Oddly well-paved highways stretched empty for miles before us. Though the Soviets kept their puppet states in abject conditions they, like every other conqueror to roll across this crucial bulwark linking Europe east and west, were fastidious about their roads. Instead of the expected tanks, we saw just the occasional cart hitched to stout draft horses, at the reins a farmer wearing a cloak of unshorn sheepskin and with a puppet-size trilby perched on his head. Steam from the horses' labored exhalations hung in the air like plumes of crystal. We barreled onward in search of the brave revolutionary dissenter Lázsló Tõkés, somewhere north of the city of Timișoara. We did eventually find him, holed up in a wooden church in the high Carpathians.
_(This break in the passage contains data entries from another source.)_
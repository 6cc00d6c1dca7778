//! Backend abstraction layer
//!
//! Provides the object-safe [`GraphicsBackend`] trait plus the wgpu and
//! headless implementations.

pub mod headless;
pub mod traits;
pub mod types;
pub mod wgpu_backend;

pub use headless::{HeadlessBackend, RecordedCommand};
pub use traits::*;
pub use types::*;
pub use wgpu_backend::WgpuBackend;
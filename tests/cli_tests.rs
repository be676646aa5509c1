// End-to-end tests for the ksinstall binary
//
// Every run uses --dry-run so the package manager is never spawned; the
// invocation that would have run is printed on stdout instead.

use std::io::Write;
use std::process::{Command, Output};

use tempfile::{NamedTempFile, TempDir};

fn ksinstall(args: &[&str]) -> Output {
    Command::new(env!("CARGO_BIN_EXE_ksinstall"))
        .args(args)
        .env_remove("RUST_LOG")
        .output()
        .expect("Failed to run ksinstall")
}

fn kickstart(content: &str) -> NamedTempFile {
    let mut file = NamedTempFile::new().unwrap();
    file.write_all(content.as_bytes()).unwrap();
    file
}

#[test]
fn test_dry_run_prints_install_command() {
    let file = kickstart("%packages\nvim\n@core\n-nano\n%end\n%post\nexit 1\n%end\n");
    let output = ksinstall(&["--dry-run", "kickstart", file.path().to_str().unwrap()]);

    assert!(output.status.success(), "stderr: {}", String::from_utf8_lossy(&output.stderr));
    let stdout = String::from_utf8_lossy(&output.stdout);
    assert_eq!(stdout.trim(), "dnf install --exclude=nano vim @core");
}

#[test]
fn test_alias_and_overrides() {
    let file = kickstart("%packages\ntmux\n%end\n");
    let output = ksinstall(&[
        "--dry-run",
        "-y",
        "--package-manager",
        "dnf5",
        "ks",
        file.path().to_str().unwrap(),
    ]);

    assert!(output.status.success());
    assert_eq!(String::from_utf8_lossy(&output.stdout).trim(), "dnf5 install -y tmux");
}

#[test]
fn test_settings_file() {
    let dir = TempDir::new().unwrap();
    let settings = dir.path().join("settings.json");
    std::fs::write(
        &settings,
        r#"{ "package_manager": "yum", "extra_args": ["--nogpgcheck"] }"#,
    )
    .unwrap();
    let file = kickstart("%packages\ngit\n%end\n");

    let output = ksinstall(&[
        "--config",
        settings.to_str().unwrap(),
        "--dry-run",
        "kickstart",
        file.path().to_str().unwrap(),
    ]);

    assert!(output.status.success());
    assert_eq!(
        String::from_utf8_lossy(&output.stdout).trim(),
        "yum install --nogpgcheck git"
    );
}

#[test]
fn test_two_paths_is_usage_error() {
    let output = ksinstall(&["--dry-run", "kickstart", "path1.ks", "path2.ks"]);
    assert_eq!(output.status.code(), Some(2));
    assert!(output.stdout.is_empty());
}

#[test]
fn test_missing_path_is_usage_error() {
    let output = ksinstall(&["--dry-run", "kickstart"]);
    assert_eq!(output.status.code(), Some(2));
}

#[test]
fn test_nonexistent_file_fails_cleanly() {
    let output = ksinstall(&["--dry-run", "kickstart", "non-existent.ks"]);
    assert_eq!(output.status.code(), Some(1));
    let stderr = String::from_utf8_lossy(&output.stderr);
    assert!(stderr.contains("non-existent.ks"), "stderr: {stderr}");
    assert!(!stderr.contains("panicked"));
}

#[test]
fn test_malformed_kickstart_fails_cleanly() {
    let file = kickstart("%packages\nvim\n");
    let output = ksinstall(&["--dry-run", "kickstart", file.path().to_str().unwrap()]);
    assert_eq!(output.status.code(), Some(1));
    assert!(String::from_utf8_lossy(&output.stderr).contains("does not end with %end"));
}

#[test]
fn test_unknown_command() {
    let output = ksinstall(&["--dry-run", "frobnicate"]);
    assert_eq!(output.status.code(), Some(1));
    assert!(String::from_utf8_lossy(&output.stderr).contains("No such command: frobnicate"));
}

#[test]
fn test_list_commands() {
    let output = ksinstall(&["--list-commands"]);
    assert!(output.status.success());
    assert!(String::from_utf8_lossy(&output.stdout).contains("kickstart"));
}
What survives from that trip, though, is not a journalistic milestone but haunting recollections of the beauty of a region to which I vowed always to return.
Welcome to TransylvaniaRomania is a democracy now, albeit one run by leftover apparatchiks, and a remarkably easy place in which to strike out on itineraries that carry one over routes first traversed by the Dacians and thereafter by the Romans, Goths, Gepidae, Huns, Avars, Bulgars, Pechenegs, Magyars, and Saxons. On each of two successive trips there, I pointed myself toward the so-called Seven Cities, settlements established by a Saxon minority under an ancient agreement with Romania's Hungarian conquerors. Starting around the 12th century the Saxons built a series of what amounted to landlocked and fortified islands in the form of soberly refined cities like Sibiu, Sighișoara, and Alba Iulia, each linked to the others throughout the deeply pastoral landscape by scores of similarly structured villages.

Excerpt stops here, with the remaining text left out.